The carousel swivels out of the  way if I need that space for any reason.  The pictures show the cutters, business side out.  In reality, I will likely turn  them around, or mount a first aid kit next to the carousel full of band-aids.  



Using the bolt circle pattern program on the DRO made this an easy project.  Other than trying to figure out where I left the mill in the garage, it went pretty quick.


----------



## MrWhoopee (May 9, 2022)

Very nice! I just made my second one from the recycled PE I've been working with, still didn't get it quite right. My only criticism is that it should be on the other side of the machine.


----------



## Eyerelief (May 9, 2022)

MrWhoopee said:


> Very nice! I just made my second one from the recycled PE I've been working with, still didn't get it quite right. My only criticism is that it should be on the other side of the machine.


I'm right there with you, I would have preferred the other side of the machine as well.  Unfortunately, the other side of the machine is heavily populated.  The good news is that I didn't add any new holes to the machine, only used what was already there.  I reserve the right to move it if I can't deal with it being on the left side.


----------



## mmcmdl (May 9, 2022)

Looks like a surgical room ! Shweeeeet looking Excello .  If I only ..........................................eh heck , forget it .


----------



## benmychree (May 9, 2022)

The machine and its surroundings are way too clean!


----------



## Eyerelief (May 9, 2022)

mmcmdl said:


> Looks like a surgical room ! Shweeeeet looking Excello .  If I only ..........................................eh heck , forget it .





benmychree said:


> The machine and its surroundings are way too clean!
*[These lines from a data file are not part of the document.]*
//! Capabilities the directory store cannot provide.
//!
//! Healing and part copies fail with `NOT_IMPLEMENTED`. The remaining
//! multipart calls succeed with empty results so clients that probe for
//! multipart support keep working; nothing is ever uploaded. No call in
//! this module touches the store.

use async_trait::async_trait;
use tracing::warn;

use mantagw_core::error::AppError;
use mantagw_core::result::AppResult;
use mantagw_core::traits::gateway::{HealOperations, MultipartOperations, ObjectReader};
use mantagw_core::types::{
    BucketInfo, CompletePart, HealObjectResult, ListMultipartsInfo, ListObjectsInfo,
    ListPartsInfo, ObjectInfo, ObjectMetadata, PartInfo,
};

use crate::gateway::StorageGateway;

#[async_trait]
impl HealOperations for StorageGateway {
    async fn heal_bucket(&self, _bucket: &str) -> AppResult<()> {
        Err(AppError::not_implemented("HealBucket"))
    }

    async fn list_buckets_heal(&self) -> AppResult<Vec<BucketInfo>> {
        Err(AppError::not_implemented("ListBucketsHeal"))
    }

    async fn heal_object(&self, _bucket: &str, _object: &str) -> AppResult<HealObjectResult> {
        Err(AppError::not_implemented("HealObject"))
    }

    async fn list_objects_heal(
        &self,
        _bucket: &str,
        _prefix: &str,
        _marker: &str,
        _delimiter: &str,
        _max_keys: usize,
    ) -> AppResult<ListObjectsInfo> {
        Err(AppError::not_implemented("ListObjectsHeal"))
    }

    async fn list_uploads_heal(
        &self,
        _bucket: &str,
        _prefix: &str,
        _marker: &str,
        _upload_id_marker: &str,
        _delimiter: &str,
        _max_uploads: usize,
    ) -> AppResult<ListMultipartsInfo> {
        Err(AppError::not_implemented("ListUploadsHeal"))
    }
}

#[async_trait]
impl MultipartOperations for StorageGateway {
    async fn list_multipart_uploads(
        &self,
        _bucket: &str,
        _prefix: &str,
        _key_marker: &str,
        _upload_id_marker: &str,
        _delimiter: &str,
        _max_uploads: usize,
    ) -> AppResult<ListMultipartsInfo> {
        Ok(ListMultipartsInfo::default())
    }

    async fn new_multipart_upload(
        &self,
        bucket: &str,
        object: &str,
        _metadata: &ObjectMetadata,
    ) -> AppResult<String> {
        warn!(bucket, object, "Multipart uploads are not supported; returning an empty upload id");
        Ok(String::new())
    }

    async fn put_object_part(
        &self,
        _bucket: &str,
        _object: &str,
        _upload_id: &str,
        _part_id: usize,
        _size: i64,
        _data: &mut ObjectReader<'_>,
        _md5_hex: &str,
        _sha256sum: &str,
    ) -> AppResult<PartInfo> {
        Ok(PartInfo::default())
    }

    async fn list_object_parts(
        &self,
        _bucket: &str,
        _object: &str,
        _upload_id: &str,
        _part_number_marker: usize,
        _max_parts: usize,
    ) -> AppResult<ListPartsInfo> {
        Ok(ListPartsInfo::default())
    }

    async fn abort_multipart_upload(
        &self,
        _bucket: &str,
        _object: &str,
        _upload_id: &str,
    ) -> AppResult<()> {
        Ok(())
    }

    async fn complete_multipart_upload(
        &self,
        bucket: &str,
        object: &str,
        _upload_id: &str,
        uploaded_parts: &[CompletePart],
    ) -> AppResult<ObjectInfo> {
        warn!(
            bucket,
            object,
            parts = uploaded_parts.len(),
            "Multipart completion is a no-op"
        );
        Ok(ObjectInfo::default())
    }

    async fn copy_object_part(
        &self,
        _src_bucket: &str,
        _src_object: &str,
        _dst_bucket: &str,
        _dst_object: &str,
        _upload_id: &str,
        _part_id: usize,
        _start_offset: i64,
        _length: i64,
    ) -> AppResult<PartInfo> {
        Err(AppError::not_implemented("CopyObjectPart"))
    }
}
Thank you both!  The Excello and I have known each other since the early '90's, but I can only call it mine for the past couple years.  This past winter I started going through it, not believing for a minute that it would ever be back to 100%.  There were at least a dozen things broken, mis-wired or half ass repaired on the machine when I took it over.  With help from one of our Canadian brothers here on this forum, I was able to purchase the last few pieces to bring it all the way back. Without him I couldn't have done it.  The table and quill feed are both fully operational as well.  I was torn when I bought it for $1500, thinking I would have preferred to buy new, shelling out 10X that amount (and maybe not getting as much machine).  Glad I went this way.  I put another $500 or so in it and having gone through it was very educational.

As far as keeping things clean, I am forced to.  The shop dog, Recon, usually parks not far from the mill and the lathe to perform his supervisory role.  Since my bride has absolutely no appreciation for properly formed chips ("C's"& "6's") when she finds them on the floor in the house, I have to keep up housekeeping to keep the boss from dragging in swarf on his fur and paws.


----------



## benmychree (May 9, 2022)

Our (RIP) black lab/German Shepard mix preffered the couch in the shop office or lying outside in the sun at the shop's roll up door, so chips were not a big problem.


----------



## markba633csi (May 9, 2022)

Looks nice! Just be careful reaching in not to cut yourself on the endmills


----------